Some of you may remember a post I did some (many many) months ago where I showed the pumpkins I planned on doing. Well, they were finally cut two (2) weeks ago, and today they actually got most of the paint on them. I still have to do some fixing (painting is NOT my strong suite) and it's going to have poly brushed on starting tomorrow, I'm sure.

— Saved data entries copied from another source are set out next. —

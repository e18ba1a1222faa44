mod book;
mod config;
mod connection;
mod cursor;
mod poller;
mod protocol;
mod registry;
mod session;
mod socket;
#[cfg(any(test, feature = "testing"))]
pub mod testing;

pub use book::{classify_book, BookUpdate, OrderBook};
pub use config::ConnectionConfig;
pub use connection::Connection;
pub use cursor::{recent_candles, TradeCursor};
pub use poller::PollData;
pub use protocol::{Ack, Inbound, Protocol, Update};
pub use registry::{ChannelMeta, Lookup, Registry, Reply};
pub use session::{Event, Session, SocketEvent};
pub use socket::Socket;
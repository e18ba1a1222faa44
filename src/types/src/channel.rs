use crate::{Error, Exchange, Result};
use serde::{Deserialize, Serialize, Serializer};
use serde_json::json;
use std::fmt::{Display, Formatter};
use std::str::FromStr;

#[derive(Copy, Clone, Debug, Eq, PartialEq, Hash, Serialize, Deserialize)]
#[serde(rename_all = "lowercase")]
pub enum ChannelKind {
    Ticker,
    Trades,
    Candles,
    Book,
}

impl ChannelKind {
    pub fn as_str(&self) -> &'static str {
        match self {
            ChannelKind::Ticker => "ticker",
            ChannelKind::Trades => "trades",
            ChannelKind::Candles => "candles",
            ChannelKind::Book => "book",
        }
    }
}

impl Display for ChannelKind {
    fn fmt(&self, f: &mut Formatter<'_>) -> std::fmt::Result {
        f.write_str(self.as_str())
    }
}

impl FromStr for ChannelKind {
    type Err = Error;

    fn from_str(s: &str) -> Result<Self> {
        match s {
            "ticker" => Ok(ChannelKind::Ticker),
            "trades" => Ok(ChannelKind::Trades),
            "candles" => Ok(ChannelKind::Candles),
            "book" => Ok(ChannelKind::Book),
            other => Err(Error::UnknownChannelType(other.to_string())),
        }
    }
}

/// A market as one exchange names it.
#[derive(Clone, Debug, Eq, PartialEq, Hash, Serialize, Deserialize)]
#[serde(rename_all = "camelCase")]
pub struct MarketRef {
    pub exchange: Exchange,
    /// Display symbol, e.g. `BTC/USD`.
    pub ui_id: String,
    /// Symbol used on the socket, e.g. `tBTCUSD` or `XBT/USD`.
    pub ws_id: String,
    /// Symbol used by the REST API, e.g. `tBTCUSD` or `XXBTZUSD`.
    pub rest_id: String,
    pub base: String,
    pub quote: String,
}

/// A requested data feed. Immutable once built.
#[derive(Clone, Debug, Eq, PartialEq, Hash)]
pub struct ChannelDescriptor {
    kind: ChannelKind,
    market: MarketRef,
    timeframe: Option<String>,
}

impl ChannelDescriptor {
    pub fn new(kind: ChannelKind, market: MarketRef, timeframe: Option<String>) -> Self {
        ChannelDescriptor {
            kind,
            market,
            timeframe,
        }
    }

    pub fn ticker(market: MarketRef) -> Self {
        Self::new(ChannelKind::Ticker, market, None)
    }

    pub fn trades(market: MarketRef) -> Self {
        Self::new(ChannelKind::Trades, market, None)
    }

    pub fn book(market: MarketRef) -> Self {
        Self::new(ChannelKind::Book, market, None)
    }

    pub fn candles(market: MarketRef, timeframe: impl Into<String>) -> Self {
        Self::new(ChannelKind::Candles, market, Some(timeframe.into()))
    }

    pub fn kind(&self) -> ChannelKind {
        self.kind
    }

    pub fn market(&self) -> &MarketRef {
        &self.market
    }

    pub fn timeframe(&self) -> Option<&str> {
        self.timeframe.as_deref()
    }

    /// The timeframe of a candles channel, which cannot be subscribed without one.
    pub fn required_timeframe(&self) -> Result<&str> {
        self.timeframe().ok_or_else(|| {
            Error::UnknownChannelType(format!(
                "{} on {} requires a timeframe",
                self.kind, self.market.ws_id
            ))
        })
    }

    pub fn key(&self) -> ChannelKey {
        ChannelKey::new(
            self.market.exchange,
            self.kind,
            &self.market.ws_id,
            self.timeframe(),
        )
    }
}

/// Deduplication identity of a [`ChannelDescriptor`]. Not a transport channel id.
#[derive(Clone, Debug, Eq, PartialEq, Hash, Ord, PartialOrd)]
pub struct ChannelKey(String);

impl ChannelKey {
    /// Only candles keys carry the timeframe. The key is encoded as a JSON array so
    /// that no symbol content can make two different tuples collide.
    pub fn new(
        exchange: Exchange,
        kind: ChannelKind,
        ws_id: &str,
        timeframe: Option<&str>,
    ) -> ChannelKey {
        let timeframe = match kind {
            ChannelKind::Candles => timeframe,
            _ => None,
        };
        ChannelKey(json!([kind.as_str(), exchange.as_str(), ws_id, timeframe]).to_string())
    }

    pub fn as_str(&self) -> &str {
        &self.0
    }
}

impl Display for ChannelKey {
    fn fmt(&self, f: &mut Formatter<'_>) -> std::fmt::Result {
        f.write_str(&self.0)
    }
}

/// Exchange-assigned (or synthetic) id of a live subscription, valid for one
/// connection lifetime.
#[derive(Clone, Debug, Eq, PartialEq, Hash, Ord, PartialOrd)]
pub enum ChannelId {
    Numeric(u64),
    Named(String),
    Poll(u64),
}

impl ChannelId {
    pub fn is_poll(&self) -> bool {
        matches!(self, ChannelId::Poll(_))
    }
}

impl Display for ChannelId {
    fn fmt(&self, f: &mut Formatter<'_>) -> std::fmt::Result {
        match self {
            ChannelId::Numeric(id) => write!(f, "{id}"),
            ChannelId::Named(name) => f.write_str(name),
            ChannelId::Poll(id) => write!(f, "poll-{id}"),
        }
    }
}

impl Serialize for ChannelId {
    fn serialize<S: Serializer>(&self, serializer: S) -> std::result::Result<S::Ok, S::Error> {
        serializer.collect_str(self)
    }
}

#[cfg(test)]
mod tests {
    use super::*;
    use test_case::test_case;

    fn market(exchange: Exchange, ws_id: &str) -> MarketRef {
        MarketRef {
            exchange,
            ui_id: "BTC/USD".to_string(),
            ws_id: ws_id.to_string(),
            rest_id: ws_id.to_string(),
            base: "BTC".to_string(),
            quote: "USD".to_string(),
        }
    }

    #[test]
    fn equal_descriptors_share_a_key() {
        let a = ChannelDescriptor::candles(market(Exchange::Bitfinex, "tBTCUSD"), "1m");
        let b = ChannelDescriptor::candles(market(Exchange::Bitfinex, "tBTCUSD"), "1m".to_string());
        assert_eq!(a.key(), b.key());
    }

    #[test_case(ChannelKind::Ticker, ChannelKind::Trades)]
    #[test_case(ChannelKind::Trades, ChannelKind::Book)]
    #[test_case(ChannelKind::Book, ChannelKind::Ticker)]
    fn kind_changes_key(a: ChannelKind, b: ChannelKind) {
        let m = market(Exchange::Kraken, "XBT/USD");
        assert_ne!(
            ChannelDescriptor::new(a, m.clone(), None).key(),
            ChannelDescriptor::new(b, m, None).key()
        );
    }

    #[test]
    fn market_changes_key() {
        let a = ChannelDescriptor::trades(market(Exchange::Bitfinex, "tBTCUSD"));
        let b = ChannelDescriptor::trades(market(Exchange::Bitfinex, "tETHUSD"));
        assert_ne!(a.key(), b.key());
    }

    #[test]
    fn exchange_changes_key() {
        let a = ChannelDescriptor::trades(market(Exchange::Bitfinex, "BTCUSD"));
        let b = ChannelDescriptor::trades(market(Exchange::Kraken, "BTCUSD"));
        assert_ne!(a.key(), b.key());
    }

    #[test]
    fn timeframe_changes_candles_key() {
        let m = market(Exchange::Bitfinex, "tBTCUSD");
        assert_ne!(
            ChannelDescriptor::candles(m.clone(), "1m").key(),
            ChannelDescriptor::candles(m, "5m").key()
        );
    }

    #[test]
    fn timeframe_is_ignored_outside_candles() {
        let m = market(Exchange::Bitfinex, "tBTCUSD");
        assert_eq!(
            ChannelDescriptor::new(ChannelKind::Trades, m.clone(), Some("1m".to_string())).key(),
            ChannelDescriptor::trades(m).key()
        );
    }

    #[test]
    fn separator_characters_in_symbols_do_not_collide() {
        let a = ChannelDescriptor::candles(market(Exchange::Bitfinex, "tTEST:USD"), "1m");
        let b = ChannelDescriptor::candles(market(Exchange::Bitfinex, "tTEST"), "USD:1m");
        assert_ne!(a.key(), b.key());
    }

    #[test_case("ticker", ChannelKind::Ticker)]
    #[test_case("trades", ChannelKind::Trades)]
    #[test_case("candles", ChannelKind::Candles)]
    #[test_case("book", ChannelKind::Book)]
    fn parse_kind(s: &str, expected: ChannelKind) {
        assert_eq!(ChannelKind::from_str(s).unwrap(), expected);
    }

    #[test]
    fn unknown_kind_is_rejected() {
        assert!(matches!(
            ChannelKind::from_str("funding"),
            Err(Error::UnknownChannelType(kind)) if kind == "funding"
        ));
    }

    #[test]
    fn candles_without_timeframe_fail_when_required() {
        let d = ChannelDescriptor::new(
            ChannelKind::Candles,
            market(Exchange::Kraken, "XBT/USD"),
            None,
        );
        assert!(matches!(d.required_timeframe(), Err(Error::UnknownChannelType(_))));
    }

    #[test_case(ChannelId::Numeric(17), "17")]
    #[test_case(ChannelId::Named("ohlc-1|XBT/USD".to_string()), "ohlc-1|XBT/USD")]
    #[test_case(ChannelId::Poll(3), "poll-3")]
    fn channel_id_display(id: ChannelId, expected: &str) {
        assert_eq!(id.to_string(), expected);
    }
}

I also recently did a post on the jointer Ken found for me. Well, I took it to my buddies in my Structural Dept. at work, and they made me a fence for it. I'll try and post a picture of the job they did tomorrow. It only cost me a pan of brownies (with pecans, though... this was "extra hard" according to my Structural Foreman :lol: ) They took her apart, said the blades are still amazingly sharp, and I didn't need a belt, either. It was out of alignment; the belt was rubbing on some metal. My foreman put 'er in line, and said all is well, and he's actually jealous of the find. I told him, however, that the extra cost of the pecans on those brownies was a bit steep; I had to put a second mortgage on the house for the bag of pecans for those brownies!! :lol: In truth, I work with a great bunch of guys, and lucky to have them. I was told that when it IS time to sharpen the blades, to bring it in, that we have a machinist who will sharpen it for me.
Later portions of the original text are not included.